Immunosuppressive biomaterial-based therapeutic vaccine to treat multiple sclerosis via re-establishing immune tolerance

• Published in: Nature communications Vol. 13; no. 1; p. 7449
• Main Authors: Nguyen, Thanh Loc, Choi, Youngjin, Im, Jihye, Shin, Hyunsu, Phan, Ngoc Man, Kim, Min Kyung, Choi, Seung Woo, Kim, Jaeyun
• Format: Journal Article
• Language: English
• Published: London Nature Publishing Group UK 02.12.2022; Nature Publishing Group; Nature Portfolio
• Subjects: 13/21; 13/31; 147/143; 631/250/1619/554/1898/1271; 631/250/24/1313; 631/61/54/1866; 692/699/375/1666; Animals; Antigen-presenting cells; Antigens; Autoantigens; Autoimmune diseases; Biocompatible Materials; Biomaterials; Biomedical materials; CD4 antigen; Central nervous system; Cerium; Cerium oxides; Encephalomyelitis, Autoimmune, Experimental - therapy; Experimental allergic encephalomyelitis; Foxp3 protein; Humanities and Social Sciences; Humans; Immune system; Immune Tolerance; Immunization; Immunological tolerance; Immunosuppressive Agents; Introduced species; Lymphocytes T; Mice; multidisciplinary; Multiple sclerosis; Multiple Sclerosis - therapy; Nanoparticles; Oxygen; Paralysis; Reactive Oxygen Species; Scavenging; Science; Science (multidisciplinary); Vaccines
• ISSN: 2041-1723; 2041-1723
• DOI: 10.1038/s41467-022-35263-9

Current therapies for autoimmune diseases, such as multiple sclerosis (MS), induce broad suppression of the immune system, potentially promoting opportunistic infections.
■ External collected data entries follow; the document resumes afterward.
//! callsync-ingest - Call Recording Ingestion Service
//!
//! Pulls call recordings and metadata from the Biztel API, stages them in
//! object storage, tracks per-call state in SQLite and hands staged calls
//! to the analysis worker pool. Runs are triggered over HTTP by an external
//! scheduler (`POST /api/batch/daily`, `POST /api/batch/recovery`).

use anyhow::{Context, Result};
use callsync_common::api::TokenVerifier;
use callsync_common::config::{
    default_config_path, load_toml_config, LogFormat, LoggingConfig, RootFolderInitializer,
    RootFolderResolver,
};
use callsync_common::events::EventBus;
use chrono::Utc;
use clap::Parser;
use std::path::PathBuf;
use std::sync::Arc;
use std::time::Duration;
use tokio_util::sync::CancellationToken;
use tracing::{error, info, warn};
use tracing_subscriber::EnvFilter;

use callsync_ingest::config::{IngestConfig, SCHEDULER_TOKEN_ENV};
use callsync_ingest::db::{self, batch_runs};
use callsync_ingest::services::{
    Alerter, BatchOrchestrator, BiztelClient, HttpAnalysisDispatcher, LocalObjectStager,
    ObjectStager, RecoverySweeper, SilenceWatchdog,
};
use callsync_ingest::AppState;

const MODULE_NAME: &str = "callsync-ingest";

/// Command-line arguments for callsync-ingest
#[derive(Parser, Debug)]
#[command(name = "callsync-ingest")]
#[command(about = "Call recording ingestion and recovery service")]
#[command(version)]
struct Args {
    /// TOML config file
    #[arg(short, long, env = "CALLSYNC_CONFIG")]
    config: Option<PathBuf>,

    /// Root folder holding the database and staged objects
    #[arg(short, long)]
    root_folder: Option<PathBuf>,

    /// Listen address, overrides `server.bind`
    #[arg(short, long, env = "CALLSYNC_BIND")]
    bind: Option<String>,

    /// Log filter, overrides `logging.level` (RUST_LOG still wins)
    #[arg(long, env = "CALLSYNC_LOG_LEVEL")]
    log_level: Option<String>,
}

#[tokio::main]
async fn main() -> Result<()> {
    let args = Args::parse();

    let config_path = args
        .config
        .clone()
        .or_else(|| default_config_path(MODULE_NAME))
        .unwrap_or_else(|| PathBuf::from(format!("{}.toml", MODULE_NAME)));
    let mut config: IngestConfig = load_toml_config(&config_path)
        .with_context(|| format!("Failed to load {}", config_path.display()))?;

    if let Some(level) = &args.log_level {
        config.logging.level = level.clone();
    }
    init_tracing(&config.logging);

    info!(
        "Starting {} v{} (git {}, built {}, {})",
        MODULE_NAME,
        env!("CARGO_PKG_VERSION"),
        env!("GIT_HASH"),
        env!("BUILD_TIMESTAMP"),
        env!("BUILD_PROFILE"),
    );
    info!("Config file: {}", config_path.display());

    config.apply_env_overrides();
    config.validate()?;

    // Root folder: CLI → env → TOML → OS default
    let root_folder = RootFolderResolver::new(MODULE_NAME)
        .with_cli_arg(args.root_folder.clone())
        .with_toml_value(config.root_folder.clone())
        .resolve();
    let initializer = RootFolderInitializer::new(root_folder);
    initializer
        .ensure_directory_exists()
        .map_err(|e| anyhow::anyhow!("Failed to initialize root folder: {}", e))?;

    let db_path = initializer.database_path();
    info!("Database: {}", db_path.display());
    let db_pool = db::init_database_pool(&db_path).await?;

    let interrupted = batch_runs::cleanup_stale_runs(&db_pool).await?;
    if interrupted > 0 {
        warn!(count = interrupted, "Marked runs interrupted by restart as FAILURE");
    }

    let event_bus = EventBus::new(256);
    let alerter = Alerter::new(event_bus.clone(), config.alerting.failure_ratio_threshold);

    let provider = BiztelClient::new(config.biztel_settings()?, config.retry_policy())
        .context("Failed to build Biztel client")?;
    if let Err(e) = provider.test_connection().await {
        warn!(error = %e, "Biztel API not reachable at startup; runs will retry");
    }

    let objects_root = config
        .storage
        .path
        .clone()
        .unwrap_or_else(|| initializer.objects_path());
    info!("Object storage: {}", objects_root.display());
    let stager = Arc::new(LocalObjectStager::new(
        objects_root,
        chrono::Duration::days(config.storage.ttl_days),
        config.retry_policy(),
    ));

    let dispatcher = HttpAnalysisDispatcher::new(
        config.analysis.endpoint.clone(),
        Duration::from_secs(config.analysis.timeout_secs),
    )
    .context("Failed to build analysis dispatcher")?;
    info!("Analysis endpoint: {}", config.analysis.endpoint);

    let orchestrator = Arc::new(BatchOrchestrator::new(
        db_pool.clone(),
        Arc::new(provider),
        stager.clone(),
        Arc::new(dispatcher),
        event_bus.clone(),
        alerter.clone(),
        config.batch_settings(),
    ));
    let sweeper = Arc::new(RecoverySweeper::new(
        orchestrator.clone(),
        config.batch.recovery_days_back,
    ));

    let token_verifier = TokenVerifier::new(config.auth.scheduler_token.as_deref());
    if !token_verifier.is_enabled() {
        anyhow::bail!(
            "No scheduler token configured; set {} or [auth] scheduler_token",
            SCHEDULER_TOKEN_ENV
        );
    }

    let shutdown = CancellationToken::new();
    let startup_time = Utc::now();

    let watchdog = SilenceWatchdog::new(
        db_pool.clone(),
        alerter,
        chrono::Duration::hours(config.alerting.silence_threshold_hours),
        Duration::from_secs(config.alerting.check_interval_secs),
        startup_time,
    );
    let watchdog_handle = watchdog.spawn(shutdown.clone());

    let cleanup_handle = spawn_storage_cleanup(
        stager,
        Duration::from_secs(config.storage.cleanup_interval_hours * 3600),
        shutdown.clone(),
    );

    let state = AppState::new(db_pool, event_bus, orchestrator, sweeper, token_verifier)
        .with_sync_wait(Duration::from_secs(config.server.sync_wait_secs));
    let app = callsync_ingest::build_router(state);

    let bind = args.bind.unwrap_or(config.server.bind);
    let listener = tokio::net::TcpListener::bind(&bind)
        .await
        .with_context(|| format!("Failed to bind {}", bind))?;
    info!("Listening on http://{}", bind);
    info!("Health check: http://{}/health", bind);

    let server_shutdown = shutdown.clone();
    axum::serve(listener, app)
        .with_graceful_shutdown(async move {
            if let Err(e) = tokio::signal::ctrl_c().await {
                error!(error = %e, "Failed to listen for shutdown signal");
            }
            info!("Shutdown signal received");
            server_shutdown.cancel();
        })
        .await?;

    shutdown.cancel();
    let _ = watchdog_handle.await;
    if let Some(handle) = cleanup_handle {
        let _ = handle.await;
    }

    info!("{} stopped", MODULE_NAME);
    Ok(())
}

fn init_tracing(logging: &LoggingConfig) {
    let filter = EnvFilter::try_from_default_env()
        .unwrap_or_else(|_| EnvFilter::new(format!("{},tower_http=info", logging.level)));

    match logging.format {
        LogFormat::Json => tracing_subscriber::fmt()
            .json()
            .with_env_filter(filter)
            .with_current_span(false)
            .init(),
        LogFormat::Text => tracing_subscriber::fmt()
            .with_env_filter(filter)
            .with_target(true)
            .init(),
    }
}

/// Periodically delete staged objects past their TTL; `None` when disabled
fn spawn_storage_cleanup(
    stager: Arc<LocalObjectStager>,
    interval: Duration,
    cancel: CancellationToken,
) -> Option<tokio::task::JoinHandle<()>> {
    if interval.is_zero() {
        info!("Periodic storage cleanup disabled");
        return None;
    }

    Some(tokio::spawn(async move {
        let mut ticker = tokio::time::interval(interval);
        ticker.set_missed_tick_behavior(tokio::time::MissedTickBehavior::Skip);

        loop {
            tokio::select! {
                _ = cancel.cancelled() => break,
                _ = ticker.tick() => {
                    match stager.cleanup_expired(Utc::now()).await {
                        Ok(deleted) if deleted > 0 => {
                            info!(event = "storage_cleanup", deleted_count = deleted, "Expired staged objects removed");
                        }
                        Ok(_) => {}
                        Err(e) => warn!(error = %e, "Storage cleanup failed"),
                    }
                }
            }
        }
    }))
}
Here, we report an immunosuppressive biomaterial-based therapeutic vaccine carrying self-antigen and tolerance-inducing inorganic nanoparticles to treat experimental autoimmune encephalomyelitis (EAE), a mouse model mimicking human MS. Immunization with self-antigen-loaded mesoporous nanoparticles generates Foxp3 + regulatory T-cells in spleen and systemic immune tolerance in EAE mice, reducing central nervous system-infiltrating antigen-presenting cells (APCs) and autoreactive CD4 + T-cells. Introducing reactive oxygen species (ROS)-scavenging cerium oxide nanoparticles (CeNP) to self-antigen-loaded nanovaccine additionally suppresses activation of APCs and enhances antigen-specific immune tolerance, inducing recovery in mice from complete paralysis at the late, chronic stage of EAE, which shows similarity to chronic human MS. This study clearly shows that the ROS-scavenging capability of catalytic inorganic nanoparticles could be utilized to enhance tolerogenic features in APCs, leading to antigen-specific immune tolerance, which could be exploited in treating MS. Multiple sclerosis is a debilitating autoimmune disease, for which therapy is not curative, only slowing down progression at the expense of general immune suppression. Here authors show that in a mouse model of multiple sclerosis, disease progression could be halted or even reversed by a nanovaccine, composed of reactive oxygen species scavenging cerium oxide nanoparticles, which establishes immune tolerance against the relevant autoantigen.